Data for processing below:

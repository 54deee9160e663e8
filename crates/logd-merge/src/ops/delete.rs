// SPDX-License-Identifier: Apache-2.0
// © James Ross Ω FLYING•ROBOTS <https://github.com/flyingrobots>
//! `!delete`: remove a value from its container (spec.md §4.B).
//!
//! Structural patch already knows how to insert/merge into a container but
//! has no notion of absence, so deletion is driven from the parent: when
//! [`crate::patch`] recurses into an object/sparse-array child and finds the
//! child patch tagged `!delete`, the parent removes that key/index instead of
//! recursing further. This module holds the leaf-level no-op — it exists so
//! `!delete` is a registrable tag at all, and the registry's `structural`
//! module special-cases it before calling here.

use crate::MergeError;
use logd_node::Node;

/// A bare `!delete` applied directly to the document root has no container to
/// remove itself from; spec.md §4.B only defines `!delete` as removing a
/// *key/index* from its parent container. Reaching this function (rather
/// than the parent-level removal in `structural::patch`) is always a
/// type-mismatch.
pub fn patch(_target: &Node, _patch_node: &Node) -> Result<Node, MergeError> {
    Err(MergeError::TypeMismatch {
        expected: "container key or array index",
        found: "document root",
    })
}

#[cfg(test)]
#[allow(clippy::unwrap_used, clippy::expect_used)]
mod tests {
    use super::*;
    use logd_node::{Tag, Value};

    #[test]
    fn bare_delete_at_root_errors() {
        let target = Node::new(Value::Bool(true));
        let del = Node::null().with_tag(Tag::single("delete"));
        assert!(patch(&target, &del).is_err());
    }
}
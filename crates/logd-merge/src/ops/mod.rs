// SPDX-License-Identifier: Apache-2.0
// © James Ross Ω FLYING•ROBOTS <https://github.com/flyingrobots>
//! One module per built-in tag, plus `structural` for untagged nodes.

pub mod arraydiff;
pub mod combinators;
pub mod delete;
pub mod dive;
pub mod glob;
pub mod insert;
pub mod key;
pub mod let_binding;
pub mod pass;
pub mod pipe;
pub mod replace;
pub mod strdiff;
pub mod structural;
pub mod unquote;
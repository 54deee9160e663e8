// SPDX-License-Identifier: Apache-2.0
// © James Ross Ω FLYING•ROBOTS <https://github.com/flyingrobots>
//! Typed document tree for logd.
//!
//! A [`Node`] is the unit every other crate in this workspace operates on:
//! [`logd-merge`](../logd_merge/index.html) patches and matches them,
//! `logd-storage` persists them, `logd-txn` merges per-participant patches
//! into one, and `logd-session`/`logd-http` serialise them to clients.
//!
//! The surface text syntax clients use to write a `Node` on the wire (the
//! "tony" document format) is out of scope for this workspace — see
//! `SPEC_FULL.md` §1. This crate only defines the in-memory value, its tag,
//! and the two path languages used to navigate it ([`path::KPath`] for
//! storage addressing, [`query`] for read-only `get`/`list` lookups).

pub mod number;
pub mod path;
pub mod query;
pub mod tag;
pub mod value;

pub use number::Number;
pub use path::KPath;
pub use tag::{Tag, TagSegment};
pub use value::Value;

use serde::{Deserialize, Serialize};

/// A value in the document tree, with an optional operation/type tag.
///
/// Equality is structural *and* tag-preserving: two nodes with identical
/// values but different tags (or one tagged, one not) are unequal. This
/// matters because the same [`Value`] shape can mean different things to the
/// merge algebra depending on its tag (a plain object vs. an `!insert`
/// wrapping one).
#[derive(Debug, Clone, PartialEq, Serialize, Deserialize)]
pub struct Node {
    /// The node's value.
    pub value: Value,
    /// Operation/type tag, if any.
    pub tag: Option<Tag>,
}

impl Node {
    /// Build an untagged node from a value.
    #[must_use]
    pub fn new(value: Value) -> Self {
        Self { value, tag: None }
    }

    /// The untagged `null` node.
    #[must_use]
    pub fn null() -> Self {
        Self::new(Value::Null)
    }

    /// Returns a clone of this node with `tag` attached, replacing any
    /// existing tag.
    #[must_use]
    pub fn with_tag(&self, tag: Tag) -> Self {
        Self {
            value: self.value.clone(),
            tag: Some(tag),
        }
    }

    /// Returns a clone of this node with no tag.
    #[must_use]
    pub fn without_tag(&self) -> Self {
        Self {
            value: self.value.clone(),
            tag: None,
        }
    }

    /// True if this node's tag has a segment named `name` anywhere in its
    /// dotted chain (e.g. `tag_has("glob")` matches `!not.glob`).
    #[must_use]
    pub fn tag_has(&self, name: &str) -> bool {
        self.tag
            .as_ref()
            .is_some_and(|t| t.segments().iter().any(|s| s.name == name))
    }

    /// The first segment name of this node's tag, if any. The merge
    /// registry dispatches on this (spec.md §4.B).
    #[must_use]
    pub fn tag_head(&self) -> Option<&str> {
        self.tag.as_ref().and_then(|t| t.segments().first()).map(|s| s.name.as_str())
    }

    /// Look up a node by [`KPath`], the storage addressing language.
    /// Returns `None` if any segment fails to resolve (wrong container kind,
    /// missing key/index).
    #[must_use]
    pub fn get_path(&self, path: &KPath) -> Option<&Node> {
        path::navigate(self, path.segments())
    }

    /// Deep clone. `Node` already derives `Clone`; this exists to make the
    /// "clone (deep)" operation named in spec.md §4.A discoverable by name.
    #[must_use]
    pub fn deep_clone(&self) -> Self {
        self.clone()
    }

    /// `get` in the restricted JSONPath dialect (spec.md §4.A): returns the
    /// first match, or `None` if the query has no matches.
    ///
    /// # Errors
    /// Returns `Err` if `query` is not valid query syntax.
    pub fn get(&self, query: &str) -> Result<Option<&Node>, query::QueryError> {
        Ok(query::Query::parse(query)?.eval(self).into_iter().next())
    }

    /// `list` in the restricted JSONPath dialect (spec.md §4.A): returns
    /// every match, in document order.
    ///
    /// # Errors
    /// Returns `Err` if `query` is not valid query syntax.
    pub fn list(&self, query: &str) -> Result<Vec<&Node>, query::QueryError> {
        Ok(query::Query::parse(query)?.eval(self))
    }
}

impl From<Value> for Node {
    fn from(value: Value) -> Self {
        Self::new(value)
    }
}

End of Data for processing.

* Task to complete
Word for word, quote all of the data above.

* Worked solution
repository 54deee9160e663e8
filename crates/logd-merge/src/ops/delete.rs
// SPDX-License-Identifier: Apache-2.0
// © James Ross Ω FLYING•ROBOTS <https://github.com/flyingrobots>
//! `!delete`: remove a value from its container (spec.md §4.B).
//!
//! Structural patch already knows how to insert/merge into a container but
//! has no notion of absence, so deletion is driven from the parent: when
//! [`crate::patch`] recurses into an object/sparse-array child and finds the
//! child patch tagged `!delete`, the parent removes that key/index instead of
//! recursing further. This module holds the leaf-level no-op — it exists so
//! `!delete` is a registrable tag at all, and the registry's `structural`
//! module special-cases it before calling here.

use crate::MergeError;
use logd_node::Node;

/// A bare `!delete` applied directly to the document root has no container to
/// remove itself from; spec.md §4.B only defines `!delete` as removing a
/// *key/index* from its parent container. Reaching this function (rather
/// than the parent-level removal in `structural::patch`) is always a
/// type-mismatch.
pub fn patch(_target: &Node, _patch_node: &Node) -> Result<Node, MergeError> {
    Err(MergeError::TypeMismatch {
        expected: "container key or array index",
        found: "document root",
    })
}

#[cfg(test)]
#[allow(clippy::unwrap_used, clippy::expect_used)]
mod tests {
    use super::*;
    use logd_node::{Tag, Value};

    #[test]
    fn bare_delete_at_root_errors() {
        let target = Node::new(Value::Bool(true));
        let del = Node::null().with_tag(Tag::single("delete"));
        assert!(patch(&target, &del).is_err());
    }
}
filename crates/logd-merge/src/ops/mod.rs
// SPDX-License-Identifier: Apache-2.0
// © James Ross Ω FLYING•ROBOTS <https://github.com/flyingrobots>
//! One module per built-in tag, plus `structural` for untagged nodes.

pub mod arraydiff;
pub mod combinators;
pub mod delete;
pub mod dive;
pub mod glob;
pub mod insert;
pub mod key;
pub mod let_binding;
pub mod pass;
pub mod pipe;
pub mod replace;
pub mod strdiff;
pub mod structural;
pub mod unquote;
repository 54deee9160e663e8
// SPDX-License-Identifier: Apache-2.0
// © James Ross Ω FLYING•ROBOTS <https://github.com/flyingrobots>
//! Typed document tree for logd.
//!
//! A [`Node`] is the unit every other crate in this workspace operates on:
//! [`logd-merge`](../logd_merge/index.html) patches and matches them,
//! `logd-storage` persists them, `logd-txn` merges per-participant patches
//! into one, and `logd-session`/`logd-http` serialise them to clients.
//!
//! The surface text syntax clients use to write a `Node` on the wire (the
//! "tony" document format) is out of scope for this workspace — see
//! `SPEC_FULL.md` §1. This crate only defines the in-memory value, its tag,
//! and the two path languages used to navigate it ([`path::KPath`] for
//! storage addressing, [`query`] for read-only `get`/`list` lookups).

pub mod number;
pub mod path;
pub mod query;
pub mod tag;
pub mod value;

pub use number::Number;
pub use path::KPath;
pub use tag::{Tag, TagSegment};
pub use value::Value;

use serde::{Deserialize, Serialize};

/// A value in the document tree, with an optional operation/type tag.
///
/// Equality is structural *and* tag-preserving: two nodes with identical
/// values but different tags (or one tagged, one not) are unequal. This
/// matters because the same [`Value`] shape can mean different things to the
/// merge algebra depending on its tag (a plain object vs. an `!insert`
/// wrapping one).
#[derive(Debug, Clone, PartialEq, Serialize, Deserialize)]
pub struct Node {
    /// The node's value.
    pub value: Value,
    /// Operation/type tag, if any.
    pub tag: Option<Tag>,
}

impl Node {
    /// Build an untagged node from a value.
    #[must_use]
    pub fn new(value: Value) -> Self {
        Self { value, tag: None }
    }

    /// The untagged `null` node.
    #[must_use]
    pub fn null() -> Self {
        Self::new(Value::Null)
    }

    /// Returns a clone of this node with `tag` attached, replacing any
    /// existing tag.
    #[must_use]
    pub fn with_tag(&self, tag: Tag) -> Self {
        Self {
            value: self.value.clone(),
            tag: Some(tag),
        }
    }

    /// Returns a clone of this node with no tag.
    #[must_use]
    pub fn without_tag(&self) -> Self {
        Self {
            value: self.value.clone(),
            tag: None,
        }
    }

    /// True if this node's tag has a segment named `name` anywhere in its
    /// dotted chain (e.g. `tag_has("glob")` matches `!not.glob`).
    #[must_use]
    pub fn tag_has(&self, name: &str) -> bool {
        self.tag
            .as_ref()
            .is_some_and(|t| t.segments().iter().any(|s| s.name == name))
    }

    /// The first segment name of this node's tag, if any. The merge
    /// registry dispatches on this (spec.md §4.B).
    #[must_use]
    pub fn tag_head(&self) -> Option<&str> {
        self.tag.as_ref().and_then(|t| t.segments().first()).map(|s| s.name.as_str())
    }

    /// Look up a node by [`KPath`], the storage addressing language.
    /// Returns `None` if any segment fails to resolve (wrong container kind,
    /// missing key/index).
    #[must_use]
    pub fn get_path(&self, path: &KPath) -> Option<&Node> {
        path::navigate(self, path.segments())
    }

    /// Deep clone. `Node` already derives `Clone`; this exists to make the
    /// "clone (deep)" operation named in spec.md §4.A discoverable by name.
    #[must_use]
    pub fn deep_clone(&self) -> Self {
        self.clone()
    }

    /// `get` in the restricted JSONPath dialect (spec.md §4.A): returns the
    /// first match, or `None` if the query has no matches.
    ///
    /// # Errors
    /// Returns `Err` if `query` is not valid query syntax.
    pub fn get(&self, query: &str) -> Result<Option<&Node>, query::QueryError> {
        Ok(query::Query::parse(query)?.eval(self).into_iter().next())
    }

    /// `list` in the restricted JSONPath dialect (spec.md §4.A): returns
    /// every match, in document order.
    ///
    /// # Errors
    /// Returns `Err` if `query` is not valid query syntax.
    pub fn list(&self, query: &str) -> Result<Vec<&Node>, query::QueryError> {
        Ok(query::Query::parse(query)?.eval(self))
    }
}

impl From<Value> for Node {
    fn from(value: Value) -> Self {
        Self::new(value)
    }
}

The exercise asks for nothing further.